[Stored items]
*** Block opens ***

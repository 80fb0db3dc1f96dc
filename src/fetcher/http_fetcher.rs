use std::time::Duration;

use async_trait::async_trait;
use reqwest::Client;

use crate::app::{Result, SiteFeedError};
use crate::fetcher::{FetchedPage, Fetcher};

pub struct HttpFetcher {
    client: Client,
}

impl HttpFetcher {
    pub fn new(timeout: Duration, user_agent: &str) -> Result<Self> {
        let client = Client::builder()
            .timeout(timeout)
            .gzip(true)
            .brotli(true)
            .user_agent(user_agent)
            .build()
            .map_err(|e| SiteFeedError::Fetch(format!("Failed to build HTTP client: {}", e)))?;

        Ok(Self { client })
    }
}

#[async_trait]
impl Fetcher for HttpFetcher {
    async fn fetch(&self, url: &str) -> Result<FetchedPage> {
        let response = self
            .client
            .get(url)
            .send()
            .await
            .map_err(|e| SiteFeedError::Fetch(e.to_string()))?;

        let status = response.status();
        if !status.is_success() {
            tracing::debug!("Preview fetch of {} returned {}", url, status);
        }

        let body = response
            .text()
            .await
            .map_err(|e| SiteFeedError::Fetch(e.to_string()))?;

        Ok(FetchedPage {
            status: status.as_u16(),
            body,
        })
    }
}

*** Block closes ***
*** Block opens ***

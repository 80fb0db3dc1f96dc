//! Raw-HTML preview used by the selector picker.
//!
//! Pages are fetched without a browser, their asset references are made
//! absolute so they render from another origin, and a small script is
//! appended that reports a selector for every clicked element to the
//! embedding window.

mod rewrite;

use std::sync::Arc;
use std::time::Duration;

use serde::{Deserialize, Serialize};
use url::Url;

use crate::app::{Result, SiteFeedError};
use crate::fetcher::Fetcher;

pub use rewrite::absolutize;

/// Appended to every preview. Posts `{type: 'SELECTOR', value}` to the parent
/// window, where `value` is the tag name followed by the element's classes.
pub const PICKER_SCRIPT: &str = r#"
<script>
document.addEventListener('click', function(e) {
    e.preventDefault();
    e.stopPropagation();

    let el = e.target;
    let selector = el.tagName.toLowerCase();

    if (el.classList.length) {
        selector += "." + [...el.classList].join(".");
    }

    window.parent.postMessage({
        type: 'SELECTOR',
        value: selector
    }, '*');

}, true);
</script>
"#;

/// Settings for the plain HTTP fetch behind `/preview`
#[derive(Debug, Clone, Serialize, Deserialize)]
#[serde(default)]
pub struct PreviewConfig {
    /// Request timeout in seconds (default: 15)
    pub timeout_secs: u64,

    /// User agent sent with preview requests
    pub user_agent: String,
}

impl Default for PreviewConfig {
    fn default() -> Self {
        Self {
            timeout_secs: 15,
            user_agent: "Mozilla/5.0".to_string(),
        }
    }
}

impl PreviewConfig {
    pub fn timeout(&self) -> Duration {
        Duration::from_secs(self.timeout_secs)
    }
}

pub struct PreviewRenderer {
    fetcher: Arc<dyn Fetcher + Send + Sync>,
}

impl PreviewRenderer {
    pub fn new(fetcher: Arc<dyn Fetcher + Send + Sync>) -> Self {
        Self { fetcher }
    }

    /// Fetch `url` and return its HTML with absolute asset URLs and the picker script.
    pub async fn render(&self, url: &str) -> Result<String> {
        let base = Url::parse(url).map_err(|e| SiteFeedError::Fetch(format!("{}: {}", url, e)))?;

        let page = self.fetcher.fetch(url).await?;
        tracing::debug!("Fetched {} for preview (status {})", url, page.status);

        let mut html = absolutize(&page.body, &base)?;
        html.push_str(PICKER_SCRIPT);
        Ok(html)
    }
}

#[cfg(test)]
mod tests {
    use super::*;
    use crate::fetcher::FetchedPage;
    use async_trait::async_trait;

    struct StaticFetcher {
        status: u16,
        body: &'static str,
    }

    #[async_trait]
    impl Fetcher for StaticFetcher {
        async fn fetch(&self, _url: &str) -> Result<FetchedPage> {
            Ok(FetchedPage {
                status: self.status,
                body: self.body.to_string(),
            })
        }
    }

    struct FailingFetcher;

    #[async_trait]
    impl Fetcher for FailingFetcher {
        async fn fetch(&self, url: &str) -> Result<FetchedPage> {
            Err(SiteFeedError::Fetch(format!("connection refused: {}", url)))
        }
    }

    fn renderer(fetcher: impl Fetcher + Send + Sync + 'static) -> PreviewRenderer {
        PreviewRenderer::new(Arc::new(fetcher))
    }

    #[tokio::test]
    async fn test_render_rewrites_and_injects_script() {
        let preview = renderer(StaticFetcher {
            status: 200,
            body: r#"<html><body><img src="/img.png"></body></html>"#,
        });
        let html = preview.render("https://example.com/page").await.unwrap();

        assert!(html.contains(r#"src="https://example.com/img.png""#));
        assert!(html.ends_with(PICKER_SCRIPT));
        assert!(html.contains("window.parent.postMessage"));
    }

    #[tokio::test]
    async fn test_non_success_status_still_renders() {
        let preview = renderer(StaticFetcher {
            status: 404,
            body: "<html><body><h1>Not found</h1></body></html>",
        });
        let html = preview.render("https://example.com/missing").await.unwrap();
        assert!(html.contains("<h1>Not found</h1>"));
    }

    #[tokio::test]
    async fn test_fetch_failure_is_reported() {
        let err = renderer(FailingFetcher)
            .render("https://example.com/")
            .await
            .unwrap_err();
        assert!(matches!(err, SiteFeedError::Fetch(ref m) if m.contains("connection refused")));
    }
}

*** Block closes ***

**ACTION ITEM**
Your answer should consist of the lines above that hold the word "Result".

**WRITTEN RESPONSE**
use crate::app::{Result, SiteFeedError};
    pub fn new(timeout: Duration, user_agent: &str) -> Result<Self> {
    async fn fetch(&self, url: &str) -> Result<FetchedPage> {
use crate::app::{Result, SiteFeedError};
    pub async fn render(&self, url: &str) -> Result<String> {
        async fn fetch(&self, _url: &str) -> Result<FetchedPage> {
        async fn fetch(&self, url: &str) -> Result<FetchedPage> {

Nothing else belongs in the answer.